UnifyWeaver

Declarative Test Generation in UnifyWeaver

You asked a very insightful question about whether the test runners in UnifyWeaver were truly generated declaratively, or if they were just hardcoded Bash scripts embedded in Prolog. You were right to be skeptical of the simpler examples—the project contains a much more sophisticated, declarative, and automated system for testing.

This document explains how this advanced test generation works.

The Source of Truth: test_runner_inference.pl

The heart of this system is the file: src/unifyweaver/core/advanced/test_runner_inference.pl.

This script moves beyond simple hardcoded strings and implements a multi-stage pipeline to automatically generate comprehensive test runners.

The Four-Stage Inference Pipeline

The process can be broken down into four main stages:

Stage 1: Scan for Compiled Scripts

The process begins by scanning the output directory (e.g., output/advanced/) for all the shell scripts (.sh files) that have been generated by the UnifyWeaver compiler. It intelligently filters out previous test runners and other non-essential files.

Stage 2: Extract Function Signatures

For each compiled script, the system reads its content and extracts a signature. This isn’t just the function’s name; it’s a rich set of metadata, including:

This signature provides the context needed for the next, most critical stage.

Stage 3: Infer Test Cases (The Declarative Core)

This is where the declarative magic happens. The system uses a set of Prolog rules (infer_test_cases/2) to define what kinds of tests are appropriate for a given function signature.

Instead of writing the tests in Bash, you define the strategy for creating tests in Prolog.

Here are some examples of these declarative rules:

Example 1: Testing a Numeric Function

The system has a rule that recognizes functions related to numeric calculations.

infer_test_cases(function(Name, 2, metadata(pattern_type(linear_recursive), _, _)),
                 TestCases) :-
    member(Name, [factorial, fib, power]), !,
    TestCases = [
        test('Base case 0', ['0', '']),
        test('Base case 1', ['1', '']),
        test('Larger value', ['5', ''])
    ].

In English, this rule says: “If you find a 2-argument, linearly recursive function whose name is factorial, fib, or power, then generate three test cases with the inputs 0, 1, and 5.”

Example 2: Testing a List-Processing Function

Another rule is designed for functions that operate on lists.

infer_test_cases(function(Name, 2, metadata(pattern_type(linear_recursive), _, _)),
                 TestCases) :-
    sub_atom(Name, _, _, _, list), !,
    TestCases = [
        test('Empty list', ['[]', '']),
        test('Single element list', ['[a]', '']),
        test('Three element list', ['[a,b,c]', ''])
    ].

In English, this rule says: “If you find a 2-argument, linearly recursive function with list in its name, then generate three test cases: one for an empty list, one for a single-element list, and one for a three-element list.”

The system has many such rules for different patterns, and even a fallback for generic functions.

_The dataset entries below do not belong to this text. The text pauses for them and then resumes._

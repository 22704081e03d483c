use crate::ClientResult;

use async_trait::async_trait;
use ospo_core::{ApprovedProject, Project, Request, RequestStatus, SubmitRequest, SubmitResponse};

/// Page requested by list calls. The service is paged but the client always
/// asks for the first page.
pub const GET_REQUESTS_PAGE: i32 = 1;
/// Upper bound on requests returned by one list call
pub const GET_REQUESTS_LIMIT: i32 = 100;

/// Operations offered by the remote request-tracking service
#[async_trait]
pub trait RequestApi: Send + Sync {
    /// Submit a new request on behalf of `requester_id`.
    ///
    /// Dispatches on `data.request_type` to the matching remote operation.
    /// Optional fields that are absent are sent as empty strings.
    async fn submit_request(
        &self,
        data: &SubmitRequest,
        requester_id: &str,
    ) -> ClientResult<SubmitResponse>;

    /// List the requests filed by `user_id`, optionally filtered by status
    async fn get_requests(
        &self,
        user_id: &str,
        status: Option<RequestStatus>,
    ) -> ClientResult<Vec<Request>>;

    /// The catalog of projects cleared for contribution
    async fn get_approved_projects(&self) -> ClientResult<Vec<ApprovedProject>>;

    /// Projects owned by `user_id`
    async fn get_authored_projects(&self, user_id: &str) -> ClientResult<Vec<Project>>;

    /// Projects `user_id` has contributed to
    async fn get_contributed_projects(&self, user_id: &str) -> ClientResult<Vec<Project>>;
}
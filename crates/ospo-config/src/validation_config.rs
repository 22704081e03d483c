use crate::{ConfigError, ConfigErrorResult};

use ospo_core::validation::validation_limits::{
    DEFAULT_MAX_TITLE_LENGTH, DEFAULT_MIN_PROJECT_NAME_LENGTH, DEFAULT_MIN_TITLE_LENGTH,
};
use serde::Deserialize;

// Validation constraints
pub const MIN_TITLE_LENGTH: usize = 1;
pub const MAX_TITLE_LENGTH: usize = 500;

pub const MIN_PROJECT_NAME_LENGTH: usize = 1;
pub const MAX_PROJECT_NAME_LENGTH: usize = 100;

/// Field limits applied to request forms before submission.
#[derive(Debug, Clone, Deserialize)]
#[serde(default)]
pub struct ValidationConfig {
    pub min_title_length: usize,
    pub max_title_length: usize,
    pub min_project_name_length: usize,
}

impl Default for ValidationConfig {
    fn default() -> Self {
        Self {
            min_title_length: DEFAULT_MIN_TITLE_LENGTH,
            max_title_length: DEFAULT_MAX_TITLE_LENGTH,
            min_project_name_length: DEFAULT_MIN_PROJECT_NAME_LENGTH,
        }
    }
}

impl ValidationConfig {
    pub fn validate(&self) -> ConfigErrorResult<()> {
        if self.min_title_length < MIN_TITLE_LENGTH || self.min_title_length > MAX_TITLE_LENGTH {
            return Err(ConfigError::validation(format!(
                "validation.min_title_length must be {}-{}, got {}",
                MIN_TITLE_LENGTH, MAX_TITLE_LENGTH, self.min_title_length
            )));
        }

        if self.max_title_length < MIN_TITLE_LENGTH || self.max_title_length > MAX_TITLE_LENGTH {
            return Err(ConfigError::validation(format!(
                "validation.max_title_length must be {}-{}, got {}",
                MIN_TITLE_LENGTH, MAX_TITLE_LENGTH, self.max_title_length
            )));
        }

        if self.min_title_length > self.max_title_length {
            return Err(ConfigError::validation(format!(
                "validation.min_title_length ({}) exceeds max_title_length ({})",
                self.min_title_length, self.max_title_length
            )));
        }

        if self.min_project_name_length < MIN_PROJECT_NAME_LENGTH
            || self.min_project_name_length > MAX_PROJECT_NAME_LENGTH
        {
            return Err(ConfigError::validation(format!(
                "validation.min_project_name_length must be {}-{}, got {}",
                MIN_PROJECT_NAME_LENGTH, MAX_PROJECT_NAME_LENGTH, self.min_project_name_length
            )));
        }

        Ok(())
    }
}
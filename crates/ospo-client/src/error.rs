use std::panic::Location;

use error_location::ErrorLocation;
use thiserror::Error;

/// Errors that can occur talking to the request service
#[derive(Error, Debug)]
pub enum ClientError {
    #[error("HTTP request error: {message} {location}")]
    Http {
        message: String,
        location: ErrorLocation,
        #[source]
        source: reqwest::Error,
    },

    #[error("API call failed: {message} (status: {status}) {location}")]
    Api {
        status: u16,
        message: String,
        location: ErrorLocation,
    },

    #[error("RPC failed: {message} (grpc-status: {code}) {location}")]
    Rpc {
        code: i32,
        message: String,
        location: ErrorLocation,
    },

    #[error("JSON parse error: {message} {location}")]
    Json {
        message: String,
        location: ErrorLocation,
        #[source]
        source: serde_json::Error,
    },

    #[error("gRPC-Web framing error: {source}")]
    Proto {
        #[source]
        source: ospo_proto::ProtoError,
    },

    #[error("Invalid data from server: {message} {location}")]
    InvalidData {
        message: String,
        location: ErrorLocation,
    },
}

impl ClientError {
    /// Convert reqwest error with context
    #[track_caller]
    pub fn from_reqwest(err: reqwest::Error) -> Self {
        ClientError::Http {
            message: err.to_string(),
            location: ErrorLocation::from(Location::caller()),
            source: err,
        }
    }

    /// Convert JSON error with context
    #[track_caller]
    pub fn from_json(err: serde_json::Error) -> Self {
        ClientError::Json {
            message: err.to_string(),
            location: ErrorLocation::from(Location::caller()),
            source: err,
        }
    }

    /// Create an API error with location
    #[track_caller]
    pub fn api_error(status: u16, message: impl Into<String>) -> Self {
        ClientError::Api {
            status,
            message: message.into(),
            location: ErrorLocation::from(Location::caller()),
        }
    }

    /// Create an RPC status error with location
    #[track_caller]
    pub fn rpc_error(code: i32, message: impl Into<String>) -> Self {
        ClientError::Rpc {
            code,
            message: message.into(),
            location: ErrorLocation::from(Location::caller()),
        }
    }

    /// Create an invalid-data error with location
    #[track_caller]
    pub fn invalid_data(message: impl Into<String>) -> Self {
        ClientError::InvalidData {
            message: message.into(),
            location: ErrorLocation::from(Location::caller()),
        }
    }

    /// The message carried by the error, without prefix or location.
    /// Empty when the server failed without saying why.
    pub fn detail(&self) -> String {
        match self {
            ClientError::Http { message, .. }
            | ClientError::Api { message, .. }
            | ClientError::Rpc { message, .. }
            | ClientError::Json { message, .. }
            | ClientError::InvalidData { message, .. } => message.clone(),
            ClientError::Proto { source } => source.to_string(),
        }
    }

    /// Short message for display to the user, without source location
    pub fn user_message(&self) -> String {
        match self {
            ClientError::Http { message, .. } => format!("Network error: {message}"),
            ClientError::Api { message, .. } => format!("API call failed: {message}"),
            ClientError::Rpc { message, code, .. } if message.is_empty() => {
                format!("RPC failed with status {code}")
            }
            ClientError::Rpc { message, .. } => format!("RPC failed: {message}"),
            ClientError::Json { message, .. } => format!("Malformed response: {message}"),
            ClientError::Proto { source } => format!("Malformed response: {source}"),
            ClientError::InvalidData { message, .. } => format!("Invalid data: {message}"),
        }
    }
}

impl From<reqwest::Error> for ClientError {
    #[track_caller]
    fn from(err: reqwest::Error) -> Self {
        ClientError::from_reqwest(err)
    }
}

impl From<serde_json::Error> for ClientError {
    #[track_caller]
    fn from(err: serde_json::Error) -> Self {
        ClientError::from_json(err)
    }
}

impl From<ospo_proto::ProtoError> for ClientError {
    fn from(source: ospo_proto::ProtoError) -> Self {
        ClientError::Proto { source }
    }
}

impl From<ospo_core::CoreError> for ClientError {
    #[track_caller]
    fn from(err: ospo_core::CoreError) -> Self {
        ClientError::invalid_data(err.to_string())
    }
}

pub type Result<T> = std::result::Result<T, ClientError>;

This is a truly declarative approach: you define the high-level testing strategy, and Prolog does the work of applying it.

Stage 4: Generate the Test Runner Script

Once the list of test cases has been inferred, the final stage is to generate the Bash test runner script. This script is created programmatically and contains:

  1. source commands to load the necessary compiled functions.
  2. A series of commands to execute each inferred test case.
  3. echo statements to print the test descriptions and results.

The generator can even create the runner in different styles, such as a more verbose “explicit” mode or a compact, loop-based “concise” mode.

Summary: From Declarative Rules to an Automated Test Suite

This advanced system provides a powerful and elegant workflow:

  1. You write your declarative Prolog code (facts and rules).
  2. You compile it with UnifyWeaver to produce optimized Bash scripts.
  3. You run the test_runner_inference.pl script.
  4. It inspects your compiled code, declaratively infers the correct way to test it, and generates a complete, ready-to-run test suite.

This is a perfect example of the UnifyWeaver philosophy: using a high-level, declarative language (Prolog) to automate and manage the complexity of a low-level, imperative environment (Bash).